The technology revolution of the last decade is forcing law enforcement agencies as well as businesses to find new, effective ways of confronting the growing menace of cyber crime.

Agents from the FBI and Secret Service joined corporate lawyers, federal prosecutors, and a federal judge last week at the Rutgers School of Law-Newark for a far-reaching conversation that explored the scope of the problem and outlined ways to respond.
The Cyber & Intellectual Property Crime Symposium – sponsored by the law school and the U.S. Attorney’s Office for the District of New Jersey – drew a standing-room-only crowd in the McCarter & English Lecture Hall, including students, faculty, attorneys, and law enforcement authorities.
Cyber crime covers a wide range of offenses – everything from copyright infringement to consumer theft to child pornography – but each has computers or computer networks as its tool, target, or place of criminal activity.
The extent and breadth of cyber crime has accelerated and available statistics underestimate the incidence. To get an idea: In 2000, about 16,000 complaints of computer crime were filed, according to the Internet Crime Complaint Center. Last year, the agency said there were more than 336,000 complaints.

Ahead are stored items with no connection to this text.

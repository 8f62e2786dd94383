use std::sync::Arc;

use api::ApiClient;
use auth::AuthContext;
use cache::RecentSearchCache;
use config::Config;
use error::BootstrapError;
use hydrate::HydrateOptions;
use screen::{
    AddFriendScreen, AppointmentScreen, FriendRequestsScreen, FriendsSheet, LoginScreen,
    MyPageScreen, PlaceListScreen, SearchResultScreen, SearchScreen,
};
use store::KeyValueStore;

pub mod api;
pub mod auth;
pub mod cache;
pub mod config;
pub mod error;
pub mod hydrate;
pub mod screen;
pub mod store;
pub mod utils;

/// Everything the screens share: configuration, the API client and the
/// recent-search cache, all backed by one key-value store.
#[derive(Clone)]
pub struct AppContext {
    pub config: Config,
    pub store: Arc<dyn KeyValueStore>,
    pub client: ApiClient,
    pub recent: RecentSearchCache,
}

impl AppContext {
    /// Opens the configured store and restores any saved session.
    pub async fn bootstrap(config: Config) -> Result<Self, BootstrapError> {
        let store = store::open(&config)?;
        Self::with_store(config, store).await
    }

    pub async fn with_store(
        config: Config,
        store: Arc<dyn KeyValueStore>,
    ) -> Result<Self, BootstrapError> {
        let auth = Arc::new(AuthContext::restore(store.clone()).await);
        let client = ApiClient::new(&config, auth)?;
        let recent = RecentSearchCache::with_capacity(store.clone(), config.recent_search_capacity);
        Ok(Self {
            config,
            store,
            client,
            recent,
        })
    }

    pub fn login_screen(&self) -> LoginScreen {
        LoginScreen::new(self.client.clone())
    }

    pub fn friends_sheet(&self) -> FriendsSheet {
        FriendsSheet::new(self.client.clone(), self.config.search_debounce())
    }

    pub fn friend_requests_screen(&self) -> FriendRequestsScreen {
        FriendRequestsScreen::new(self.client.clone())
    }

    pub fn add_friend_screen(&self) -> AddFriendScreen {
        AddFriendScreen::new(self.client.clone())
    }

    pub fn appointment_screen(&self) -> AppointmentScreen {
        AppointmentScreen::new(self.client.clone())
    }

    pub fn my_page_screen(&self) -> MyPageScreen {
        MyPageScreen::new(
            self.client.clone(),
            self.recent.clone(),
            self.config.activity_lookback_days,
        )
    }

    pub fn place_list_screen(&self) -> PlaceListScreen {
        PlaceListScreen::new(
            self.client.clone(),
            self.config.activity_lookback_days,
            HydrateOptions::from_config(&self.config),
        )
    }

    pub fn search_screen(&self) -> SearchScreen {
        SearchScreen::new(self.client.clone())
    }

    pub fn search_result_screen(&self, route: screen::Route) -> Option<SearchResultScreen> {
        SearchResultScreen::from_route(self.recent.clone(), route)
    }
}
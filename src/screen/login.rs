use thiserror::Error;

use crate::api::ApiClient;
use crate::api::models::{LoginRequest, LoginResponse};
use crate::error::ApiError;
use crate::screen::{Route, ScreenController, ScreenState};
use crate::utils::is_valid_email;

#[derive(Debug, Clone, PartialEq, Eq, Error)]
pub enum LoginError {
    #[error("Please enter your email")]
    MissingEmail,
    #[error("Please enter your password")]
    MissingPassword,
    #[error("Please enter a valid email address")]
    InvalidEmail,
    #[error(transparent)]
    Api(#[from] ApiError),
}

pub struct LoginScreen {
    client: ApiClient,
    state: ScreenController<LoginResponse, LoginError>,
}

impl LoginScreen {
    pub fn new(client: ApiClient) -> Self {
        Self {
            client,
            state: ScreenController::new(),
        }
    }

    pub fn state(&self) -> ScreenState<LoginResponse, LoginError> {
        self.state.state()
    }

    pub fn controller(&self) -> &ScreenController<LoginResponse, LoginError> {
        &self.state
    }

    /// Validates the form, signs in and routes to the map.
    ///
    /// Input problems are reported without contacting the backend. `None`
    /// means a later submit superseded this one.
    pub async fn submit(&self, email: &str, password: &str) -> Option<Result<Route, LoginError>> {
        if let Err(err) = validate(email, password) {
            self.state.fail(err.clone());
            return Some(Err(err));
        }

        let request = LoginRequest {
            email: email.trim().to_string(),
            password: password.to_string(),
        };
        let outcome = self
            .state
            .load(async {
                self.client
                    .login(&request)
                    .await
                    .into_result()
                    .map_err(LoginError::from)
            })
            .await?;

        Some(outcome.map(|_| Route::Map { focus: None }))
    }
}

fn validate(email: &str, password: &str) -> Result<(), LoginError> {
    if email.trim().is_empty() {
        return Err(LoginError::MissingEmail);
    }
    if password.trim().is_empty() {
        return Err(LoginError::MissingPassword);
    }
    if !is_valid_email(email) {
        return Err(LoginError::InvalidEmail);
    }
    Ok(())
}
pub mod status_codes {
    pub const OK: i32 = 200;
    pub const BAD_REQUEST: i32 = 400;
    pub const UNAUTHORIZED: i32 = 401;
    pub const FORBIDDEN: i32 = 403;
    pub const NOT_FOUND: i32 = 404;
    pub const CONFLICT: i32 = 409;
    pub const UNPROCESSABLE_ENTITY: i32 = 422;
    pub const INTERNAL_ERROR: i32 = 500;
    pub const SERVICE_UNAVAILABLE: i32 = 503;
}

const BODY_PREVIEW_CHARS: usize = 200;

/// `local@domain.tld` with no whitespace anywhere.
pub fn is_valid_email(email: &str) -> bool {
    if email.chars().any(char::is_whitespace) {
        return false;
    }
    let Some((local, domain)) = email.split_once('@') else {
        return false;
    };
    if local.is_empty() || domain.contains('@') {
        return false;
    }
    // some dot with text on both sides
    domain
        .match_indices('.')
        .any(|(index, _)| index > 0 && index + 1 < domain.len())
}

/// Latitude in [-90,90], longitude in [-180,180], finite, and not the 0/0
/// placeholder the backend returns for unknown locations.
pub fn has_valid_coordinates(lat: f64, lng: f64) -> bool {
    if !lat.is_finite() || !lng.is_finite() {
        return false;
    }
    if !(-90.0..=90.0).contains(&lat) || !(-180.0..=180.0).contains(&lng) {
        return false;
    }
    !(lat == 0.0 && lng == 0.0)
}

pub fn body_preview(body: &str) -> String {
    let trimmed = body.trim();
    if trimmed.chars().count() <= BODY_PREVIEW_CHARS {
        return trimmed.to_string();
    }
    let mut preview: String = trimmed.chars().take(BODY_PREVIEW_CHARS).collect();
    preview.push('…');
    preview
}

John J. Farmer Jr., the dean of the law school, said Rutgers was the ideal setting to explore the topic through the multiple perspectives of experts and scholars.
“This issue was unheard of 20 years ago, and now it’s one of the top priorities of the justice department,” Farmer said. “The thought was that we would bring together the enforcement community, the criminal defense bar, and frankly the corporate world who are the victims of cyber crime, and talk about what the emerging trends are, and what companies and individuals can do to protect themselves.”
Paul Fishman, U.S. Attorney for the New Jersey district, said symposium reflects an increasing emphasis by law enforcement on crime prevention.
“We get almost all our headlines from what we do on the enforcement side – the people we arrest, and the people we convict, and the people who go to jail,” Fishman said at the start of symposium. “But it is very important to us, and it is something upon which we are going to increasingly focus, to see what we can do to prevent crime in all sorts of different areas.”
Among the speakers were several Rutgers alumni, including law school graduates Timothy Ryan, now with the FBI’s Newark office, and Phillip H. Kwon, first assistant attorney general for New Jersey. Michael Sussmann, a lawyer who specializes in internet-related crimes, attended Rutgers as an undergraduate.
Several law enforcement officials who spoke said the biggest challenge over the last decade was restructuring their agencies so that cyber crime could become a priority.
“Prior to 9/11 we looked at cyber aspects on an ad-hoc basis,” said Gordon Snow, an assistant director with the FBI. “We found out that doesn’t work so well in this realm of changing technology.”
The FBI cyber mission now focuses on four broad areas: computer intrusions and the spread of malicious code; sexual predators and the spread of child pornography; threats to national security and competitiveness; organized criminal enterprises engaging in fraud.
The symposium dwelled in detail on what businesses should do once they perceive a threat to their computer system. Panelists advised corporations to have a good plan in place for when a breach occurs.
Elizabeth Ferguson, an in-house attorney with Medco Health Solutions, spoke about an incident in which an employee planted a ‘logic bomb’ that could have disabled a network that held customer health care information.
“Because we monitor and log and keep track of who has access to what systems, we knew there were only seven people in the company who could have done it,” she said. “Within an hour or two, their computers, while they looked they were working to them, were disconnected from the main frame.”